# MECHANICALl MDM OCTOBER 2019



## ashu04 (Aug 13, 2019)

I am planning to give Mechanical MDM EXAM in October 2019, I wanted to check can some please guide for resources to study from??

1. Basic engineering practice( which GD &amp; T, QA/QC,Design mythologies and similar topics) Are the questions from these topic very straight forward and are easy to pick points from??

2.Supportive Knowledge(( Codes &amp; Standard, Fits &amp; Tolerance,, FEA, testing &amp; instrumentation etc) Are the questions from these topic very straight forward and are easy to pick points from??

I am planning to review MACHINERY'S HANDBOOK and Shigley.


----------



## Koz332 (Aug 14, 2019)

Look at the NCEES practice exam  to see how these type of questions are worded. Maybe you will be lucky and get a straightforward question on one of these subjects, but keep in mind the questions will be worded to make you think and determine what info will be necessary to solve the problem. 
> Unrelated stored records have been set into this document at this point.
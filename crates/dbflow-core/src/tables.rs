//! Table extraction — which tables does a (canonical) query touch?
//!
//! The reducer only needs the first table of a query, and only through the
//! [`TableExtractor`] trait, so any extractor can be plugged in. The bundled
//! [`KeywordTableExtractor`] runs the `sqlparser` MySQL tokenizer and reads
//! the name that follows `FROM`, `JOIN`, `INTO`, `UPDATE` and `TABLE`.
//! Canonical shapes (`X`, `N..N`, truncated `UPDATE t`) no longer parse as
//! statements but still tokenize.

use sqlparser::dialect::MySqlDialect;
use sqlparser::tokenizer::{Token, Tokenizer};

/// Table name reported when a query names no table.
pub const UNKNOWN_TABLE: &str = "unknown";

/// Extracts the ordered list of tables an SQL text refers to.
pub trait TableExtractor {
    /// Tables in order of appearance, without duplicates. May be empty.
    fn extract_tables(&self, sql: &str) -> Vec<String>;
}

impl<F> TableExtractor for F
where
    F: Fn(&str) -> Vec<String>,
{
    fn extract_tables(&self, sql: &str) -> Vec<String> {
        self(sql)
    }
}

/// First table of `sql`, or [`UNKNOWN_TABLE`].
pub fn primary_table<E: TableExtractor + ?Sized>(extractor: &E, sql: &str) -> String {
    extractor
        .extract_tables(sql)
        .into_iter()
        .find(|t| !t.is_empty())
        .unwrap_or_else(|| UNKNOWN_TABLE.to_string())
}

/// Keywords directly followed by a table name.
const TABLE_KEYWORDS: &[&str] = &["FROM", "INTO", "UPDATE", "TABLE"];

/// Words that may sit between a table keyword and the table name.
const MODIFIERS: &[&str] = &[
    "IGNORE",
    "LOW_PRIORITY",
    "DELAYED",
    "HIGH_PRIORITY",
    "QUICK",
    "IF",
    "NOT",
    "EXISTS",
    "ONLY",
    "LATERAL",
    "TEMPORARY",
];

/// Words that end a comma-separated `FROM a, b` list.
const CLAUSE_KEYWORDS: &[&str] = &[
    "WHERE", "ON", "USING", "GROUP", "ORDER", "LIMIT", "HAVING", "SET", "VALUES", "UNION",
    "USE", "FORCE", "FOR", "LOCK", "WINDOW", "INNER", "LEFT", "RIGHT", "OUTER", "CROSS",
    "NATURAL", "FULL", "SELECT", "PROCEDURE", "INTO",
];

/// Keyword-driven extractor for MySQL-flavoured SQL.
#[derive(Debug, Clone, Copy, Default)]
pub struct KeywordTableExtractor;

#[derive(Debug, Clone, Copy, PartialEq, Eq)]
enum State {
    Scanning,
    /// Next name token is a table.
    ExpectTable { from_list: bool },
    /// A table of a `FROM` list was read; a comma continues the list.
    AfterListTable,
}

/// A `(` and the state to resume at its matching `)`.
#[derive(Debug, Clone, Copy)]
struct Scope {
    /// Subquery (`(SELECT ...`) rather than a call or column list.
    query: bool,
    resume: State,
}

impl State {
    fn after_paren(self) -> State {
        match self {
            State::ExpectTable { from_list: true } => State::AfterListTable,
            State::ExpectTable { from_list: false } => State::Scanning,
            other => other,
        }
    }
}

impl TableExtractor for KeywordTableExtractor {
    fn extract_tables(&self, sql: &str) -> Vec<String> {
        let Some(tokens) = tokenize(sql) else {
            tracing::debug!(sql, "query does not tokenize, no tables");
            return Vec::new();
        };

        let mut tables: Vec<String> = Vec::new();
        let mut state = State::Scanning;
        let mut scopes: Vec<Scope> = Vec::new();
        let mut i = 0;

        while i < tokens.len() {
            let token = &tokens[i];
            i += 1;

            match token {
                Tok::Open => {
                    let query = tokens
                        .get(i)
                        .is_some_and(|next| next.is_keyword("SELECT") || next.is_keyword("WITH"));
                    scopes.push(Scope {
                        query,
                        resume: state.after_paren(),
                    });
                    state = State::Scanning;
                    continue;
                }
                Tok::Close => {
                    state = scopes.pop().map_or(State::Scanning, |scope| scope.resume);
                    continue;
                }
                _ => {}
            }

            // function arguments, column lists
            if scopes.last().is_some_and(|scope| !scope.query) {
                continue;
            }

            if let State::ExpectTable { from_list } = state {
                match token {
                    Tok::Word { upper: Some(upper), .. } if MODIFIERS.contains(&upper.as_str()) => {}
                    Tok::Word { value, .. } => {
                        let mut name = value.clone();
                        while let (Some(Tok::Dot), Some(Tok::Word { value: part, .. })) =
                            (tokens.get(i), tokens.get(i + 1))
                        {
                            name.push('.');
                            name.push_str(part);
                            i += 2;
                        }
                        if !name.is_empty() && !tables.contains(&name) {
                            tables.push(name);
                        }
                        state = if from_list {
                            State::AfterListTable
                        } else {
                            State::Scanning
                        };
                    }
                    _ => state = State::Scanning,
                }
                continue;
            }

            let upper = match token {
                Tok::Word { upper: Some(upper), .. } => Some(upper.as_str()),
                _ => None,
            };

            if state == State::AfterListTable {
                match (token, upper) {
                    (Tok::Comma, _) => {
                        state = State::ExpectTable { from_list: true };
                        continue;
                    }
                    (Tok::End, _) => state = State::Scanning,
                    (_, Some(word)) if CLAUSE_KEYWORDS.contains(&word) => state = State::Scanning,
                    (_, Some(word)) if is_join(word) => {}
                    // alias, `AS`
                    _ => continue,
                }
            }

            match upper {
                Some(word) if is_join(word) => state = State::ExpectTable { from_list: true },
                Some(word) if TABLE_KEYWORDS.contains(&word) => {
                    state = State::ExpectTable {
                        from_list: word == "FROM",
                    }
                }
                _ => {}
            }
        }

        tables
    }
}

fn is_join(upper: &str) -> bool {
    upper.ends_with("JOIN")
}

/// Token classes the extractor distinguishes.
#[derive(Debug, Clone, PartialEq, Eq)]
enum Tok {
    /// `upper` is `None` for quoted identifiers, which are never keywords.
    Word { value: String, upper: Option<String> },
    Comma,
    Open,
    Close,
    Dot,
    End,
    Other,
}

impl Tok {
    fn is_keyword(&self, keyword: &str) -> bool {
        matches!(self, Tok::Word { upper: Some(upper), .. } if upper == keyword)
    }
}

/// Significant tokens of `sql` per the MySQL tokenizer, `None` when it
/// rejects the text (an unterminated quote, say).
fn tokenize(sql: &str) -> Option<Vec<Tok>> {
    let tokens = Tokenizer::new(&MySqlDialect {}, sql).tokenize().ok()?;
    let significant = tokens
        .into_iter()
        .filter_map(|token| match token {
            Token::Whitespace(_) => None,
            Token::Word(word) => Some(Tok::Word {
                upper: word.quote_style.is_none().then(|| word.value.to_uppercase()),
                value: word.value,
            }),
            Token::Comma => Some(Tok::Comma),
            Token::LParen => Some(Tok::Open),
            Token::RParen => Some(Tok::Close),
            Token::Period => Some(Tok::Dot),
            Token::SemiColon => Some(Tok::End),
            _ => Some(Tok::Other),
        })
        .collect();
    Some(significant)
}

#[cfg(test)]
mod tests {
    use super::*;
    use pretty_assertions::assert_eq;
    use rstest::rstest;

    fn tables(sql: &str) -> Vec<String> {
        KeywordTableExtractor.extract_tables(sql)
    }

    #[rstest]
    #[case("SELECT page_id FROM page WHERE", &["page"])]
    #[case("INSERT INTO logs (a,b) VALUES (XYZ)", &["logs"])]
    #[case("INSERT IGNORE INTO `stats`.`hits` VALUES (XYZ)", &["stats.hits"])]
    #[case("UPDATE user", &["user"])]
    #[case("DELETE FROM sessions WHERE", &["sessions"])]
    #[case("SELECT * FROM a, b AS bb, c JOIN d ON", &["a", "b", "c", "d"])]
    #[case("SELECT * FROM a x LEFT JOIN b y USING (id)", &["a", "b"])]
    #[case("SELECT * FROM (SELECT id FROM inner_t) AS s", &["inner_t"])]
    #[case("CREATE TABLE IF NOT EXISTS tmp (id int)", &["tmp"])]
    #[case("SELECT a FROM t JOIN t ON", &["t"])]
    #[case("SELECT * FROM (SELECT id FROM a) s, b WHERE", &["a", "b"])]
    #[case("SELECT EXTRACT(YEAR FROM ts) FROM events WHERE", &["events"])]
    #[case("SELECT * FROM `my table` WHERE", &["my table"])]
    #[case("SELECT COUNT(*) FROM `page` JOIN `user` ON", &["page", "user"])]
    #[case("SELECT * FROM t WHERE x = 'abc", &[])]
    #[case("CALL refresh", &[])]
    #[case("SELECT N", &[])]
    #[case("", &[])]
    fn extracts_tables(#[case] sql: &str, #[case] expected: &[&str]) {
        assert_eq!(tables(sql), expected);
    }

    #[test]
    fn primary_table_defaults_to_unknown() {
        assert_eq!(primary_table(&KeywordTableExtractor, "CALL refresh"), UNKNOWN_TABLE);
        assert_eq!(primary_table(&KeywordTableExtractor, "SELECT * FROM a, b"), "a");
    }

    #[test]
    fn closures_are_extractors() {
        let fixed = |_: &str| vec!["fixed".to_string()];
        assert_eq!(primary_table(&fixed, "anything"), "fixed");
        let empty = |_: &str| vec![String::new()];
        assert_eq!(primary_table(&empty, "anything"), UNKNOWN_TABLE);
    }

    #[test]
    fn dangling_keyword_does_not_panic() {
        assert!(tables("SELECT * FROM").is_empty());
        assert!(tables("FROM (").is_empty());
    }
}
When i took my MDM, there a couple of obscure questions that make you go WTF?!


----------



## Edgy Cheesy Graphite PE (Aug 14, 2019)

I'm not sure how to answer your questions. There's SO MANY different topics covered that it's hard to say what's "easy to pick points from". It definitely varies with your area of expertise. I definitely needed a class and a lot of study. The "easy" answer is: No, it's not easy to pick points from the wide variety of topics... at least it wasn't for me.

But yeah. I agree with @Koz332, the NCEES practice exam is a good place to start.

Also I didn't see the Mechanical Engineering Reference Manual on your list of references to review. I would say this is the single most important book for studying for the exam.


----------



## ashu04 (Aug 14, 2019)

@Koz332 I was planning to study theory and clear all my concepts before jumping onto the NCEES practice exam but I guess I need to review the practice the exam first to get general understanding of the questions to be prepared and then catch up with all reference.


----------



## ashu04 (Aug 14, 2019)

@jean15paul I have only printed only the MDM SECTIONS  from the mechanical Engineering new reference manual and will be referencing it often during practicing questions. thanks for the heads up.


----------



## Koz332 (Aug 15, 2019)

ashu04 said:


> @Koz332 I was planning to study theory and clear all my concepts before jumping onto the NCEES practice exam but I guess I need to review the practice the exam first to get general understanding of the questions to be prepared and then catch up with all reference.
> 
> Yes great approach to tackle the concepts and theory first of course. I was just emphasizing on how the questions were worded. NCEES practice exam and another good one that was close to the PE exam questions is the Hart and Klein PE study exam.


----------



## Audi Driver P.E. (Aug 19, 2019)

Study like everything is going to be difficult.


----------